Work instructions = Lines below containing the word "accel" should be copied out.

Records to use =
impl CharacterMovement {
    /// Move by `delta` with a swept capsule, stopping at the first blocking hit.
    ///
    /// Returns the blocking hit, or a miss ending at the target. Surfaces the
    /// capsule starts inside of are skipped when moving out of them; other
    /// initial overlaps are reported with `start_penetrating` and do not move
    /// the character.
    pub fn move_updated_component(&mut self, world: &dyn CollisionWorld, delta: Vec3, rotation: Quat) -> Hit {
        self.move_with_filter(world, delta, rotation, QueryFilter::default(), true)
    }

    /// Swept move that ignores hits against `filter`, and optionally skips
    /// surfaces the capsule is already inside of when moving out of them.
    pub(crate) fn move_with_filter(
        &mut self,
        world: &dyn CollisionWorld,
        delta: Vec3,
        rotation: Quat,
        mut filter: QueryFilter,
        ignore_moving_out: bool,
    ) -> Hit {
        let start = self.location;
        let end = start + delta;
        let rotation = rotation.normalize();

        if is_nearly_zero(delta, 0.0) {
            self.rotation = rotation;
            return Hit::miss(start, end);
        }

        let shape = self.capsule_shape();
        let mut hit = world.sweep(start, end, rotation, &shape, &filter);
        if ignore_moving_out {
            let direction = safe_normal(delta);
            for _ in 0..MAX_IGNORED_START_OVERLAPS {
                let moving_out = hit.start_penetrating && hit.impact_normal.dot(direction) > 0.0;
                match hit.surface {
                    Some(surface) if moving_out => {
                        filter.ignore.push(surface);
                        hit = world.sweep(start, end, rotation, &shape, &filter);
                    }
                    _ => break,
                }
            }
        }

        if hit.start_penetrating {
            hit.time = 0.0;
            hit.location = start;
            self.rotation = rotation;
            return hit;
        }

        if hit.blocking {
            let distance = delta.length();
            hit.time = pull_back_time(hit.time, distance);
            hit.distance = distance * hit.time;
            hit.location = start + delta * hit.time;
        }

        self.location = hit.location;
        self.rotation = rotation;
        hit
    }

    /// Swept move that first resolves any initial penetration, then retries.
    pub fn safe_move_updated_component(&mut self, world: &dyn CollisionWorld, delta: Vec3, rotation: Quat) -> Hit {
        let mut hit = self.move_with_filter(world, delta, rotation, QueryFilter::default(), false);
        if hit.start_penetrating {
            let adjustment = self.penetration_adjustment(&hit);
            if self.resolve_penetration(world, adjustment, &hit, rotation) {
                hit = self.move_with_filter(world, delta, rotation, QueryFilter::default(), false);
            }
        }
        hit
    }

    /// Direction and distance that would take the capsule out of a penetration.
    pub fn penetration_adjustment(&self, hit: &Hit) -> Vec3 {
        if !hit.start_penetrating {
            return Vec3::ZERO;
        }
        let depth = if hit.penetration_depth > 0.0 {
            hit.penetration_depth
        } else {
            PULLBACK_DISTANCE
        };
        let adjustment = hit.normal * (depth + PULLBACK_DISTANCE);
        clamp_length_max(adjustment, self.config.max_depenetration)
    }

    /// Try to push the capsule out of geometry it started inside of.
    ///
    /// Returns true if the character moved.
    pub fn resolve_penetration(
        &mut self,
        world: &dyn CollisionWorld,
        adjustment: Vec3,
        hit: &Hit,
        rotation: Quat,
    ) -> bool {
        if adjustment == Vec3::ZERO {
            return false;
        }

        // Slightly inflated so the teleport cannot land in a fresh overlap
        let shape = self.capsule_shape().inflated(PENETRATION_OVERLAP_INFLATION);
        let target = hit.trace_start + adjustment;
        if !world.overlap_test(target, rotation, &shape, &QueryFilter::default()) {
            self.location += adjustment;
            self.rotation = rotation;
            self.just_teleported = true;
            trace!(?adjustment, "teleported out of penetration");
            return true;
        }

        let before = self.location;
        let sweep_out = self.move_with_filter(world, adjustment, rotation, QueryFilter::default(), true);
        let mut moved = self.moved(before);

        if !moved && sweep_out.start_penetrating {
            // Combine both depenetration directions to escape two surfaces at once
            let second = self.penetration_adjustment(&sweep_out);
            let combined = adjustment + second;
            if second != adjustment && combined != Vec3::ZERO {
                self.move_with_filter(world, combined, rotation, QueryFilter::default(), true);
                moved = self.moved(before);
            }
        }

        if !moved {
            let move_delta = hit.trace_end - hit.trace_start;
            if move_delta != Vec3::ZERO {
                self.move_with_filter(world, adjustment + move_delta, rotation, QueryFilter::default(), true);
                moved = self.moved(before);
            }
        }

        self.just_teleported |= moved;
        moved
    }

    /// Slide the remainder of a blocked move along the blocking surface.
    ///
    /// Returns the fraction of `time` actually applied. `hit` is updated with
    /// the last hit of the slide.
    pub fn slide_along_surface(
        &mut self,
        world: &dyn CollisionWorld,
        delta: Vec3,
        time: f32,
        normal: Vec3,
        hit: &mut Hit,
        handle_impact: bool,
    ) -> f32 {
        if !hit.blocking {
            return 0.0;
        }

        let mut normal = normal;
        if self.is_moving_on_ground() {
            let up = self.component_axis_z();
            let dot = normal.dot(up);
            if dot > 0.0 {
                // Never get pushed up an unwalkable surface
                if !self.is_walkable(hit) {
                    normal = safe_normal(project_on_plane(normal, up));
                }
            } else if dot < -KINDA_SMALL {
                // Impacts on the upper capsule must not push down into the floor
                if self.current_floor.floor_dist < MIN_FLOOR_DIST && self.current_floor.blocking_hit {
                    let floor_normal = self.current_floor.hit.normal;
                    let floor_opposed = delta.dot(floor_normal) < 0.0 && floor_normal.dot(up) < 1.0 - DELTA;
                    if floor_opposed {
                        normal = floor_normal;
                    }
                    normal = safe_normal(project_on_plane(normal, up));
                }
            }
        }

        let old_hit_normal = normal;
        let mut slide_delta = self.compute_slide_vector(delta, time, normal, hit);
        if slide_delta.dot(delta) <= 0.0 {
            return 0.0;
        }

        let rotation = self.rotation;
        *hit = self.safe_move_updated_component(world, slide_delta, rotation);
        let first_hit_percent = hit.time;
        let mut percent_applied = first_hit_percent;

        if hit.is_valid_blocking_hit() {
            if handle_impact {
                self.handle_impact(world, hit, first_hit_percent * time, slide_delta);
            }

            slide_delta = self.two_wall_adjust(slide_delta, hit, old_hit_normal);

            // Only continue when the new direction is significant and not reversed
            if !is_nearly_zero(slide_delta, 1.0e-3) && slide_delta.dot(delta) > 0.0 {
                *hit = self.safe_move_updated_component(world, slide_delta, rotation);
                let second_hit_percent = hit.time * (1.0 - first_hit_percent);
                percent_applied += second_hit_percent;

                if handle_impact && hit.blocking {
                    self.handle_impact(world, hit, second_hit_percent * time, slide_delta);
                }
            }
        }

        percent_applied.clamp(0.0, 1.0)
    }

    /// Slide vector along `normal`, with slope-boost prevention while falling.
    pub fn compute_slide_vector(&self, delta: Vec3, time: f32, normal: Vec3, hit: &Hit) -> Vec3 {
        let result = project_on_plane(delta, normal) * time;
        if self.is_falling() {
            self.handle_slope_boosting(result, delta, time, normal, hit)
        } else {
            result
        }
    }

    /// Keep a slide from carrying the character higher than the original move.
    pub fn handle_slope_boosting(&self, slide: Vec3, delta: Vec3, time: f32, normal: Vec3, _hit: &Hit) -> Vec3 {
        let up = self.component_axis_z();
        let mut result = slide;
        let dot = result.dot(up);

        if dot > 0.0 {
            let z_limit = delta.dot(up) * time;
            if dot - z_limit > KINDA_SMALL {
                if z_limit > 0.0 {
                    // Scale the whole vector so we don't turn back into the impact
                    result *= z_limit / dot;
                } else {
                    result = Vec3::ZERO;
                }

                // The rest continues horizontally along the surface
                let remainder = project_on_plane(slide - result, up);
                let normal_2d = safe_normal(project_on_plane(normal, up));
                result += project_on_plane(remainder, normal_2d);
            }
        }

        result
    }

    /// Adjust a slide after hitting a second surface.
    pub fn two_wall_adjust(&self, delta: Vec3, hit: &Hit, old_hit_normal: Vec3) -> Vec3 {
        let in_delta = delta;
        let hit_normal = hit.normal;
        let mut delta = delta;

        if old_hit_normal.dot(hit_normal) <= 0.0 {
            // Corner of 90 degrees or less: move along the crease
            let desired = delta;
            let crease = safe_normal(hit_normal.cross(old_hit_normal));
            delta = crease * (delta.dot(crease) * (1.0 - hit.time));
            if desired.dot(delta) < 0.0 {
                delta = -delta;
            }
        } else {
            let desired = delta;
            delta = self.compute_slide_vector(delta, 1.0 - hit.time, hit_normal, hit);
            if delta.dot(desired) <= 0.0 {
                delta = Vec3::ZERO;
            } else if ((hit_normal.dot(old_hit_normal)) - 1.0).abs() < KINDA_SMALL {
                // Same wall again; nudge off it
                delta += hit_normal * 0.01;
            }
        }

        if self.is_moving_on_ground() {
            let up = self.component_axis_z();
            let dot_delta = delta.dot(up);
            if dot_delta > 0.0 {
                let dot_hit_normal = hit.normal.dot(up);
                if dot_hit_normal > KINDA_SMALL
                    && (dot_hit_normal >= self.config.walkable_floor_z || self.is_walkable(hit))
                {
                    // Slide up walkable surfaces keeping horizontal speed
                    let time = 1.0 - hit.time;
                    let scaled = safe_normal(delta) * in_delta.length();
                    delta = (project_on_plane(in_delta, up) + up * (scaled.dot(up) / dot_hit_normal)) * time;
                } else {
                    delta = project_on_plane(delta, up);
                }
            } else if dot_delta < 0.0
                && self.current_floor.floor_dist < MIN_FLOOR_DIST
                && self.current_floor.blocking_hit
            {
                delta = project_on_plane(delta, up);
            }
        }

        delta
    }

    /// React to a blocking hit: notify and push simulated bodies.
    pub fn handle_impact(&mut self, world: &dyn CollisionWorld, hit: &Hit, _time_slice: f32, _delta: Vec3) {
        self.push_event(MovementEvent::MoveBlocked { hit: hit.clone() });

        if self.config.enable_physics_interaction {
            let gravity = if self.is_falling() {
                self.gravity_vector()
            } else {
                Vec3::ZERO
            };
            let accel = self.acceleration + gravity;
            let velocity = self.velocity;
            self.apply_impact_physics_forces(world, hit, accel, velocity);
        }
    }
}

Response to this task =
            let accel = self.acceleration + gravity;
            self.apply_impact_physics_forces(world, hit, accel, velocity);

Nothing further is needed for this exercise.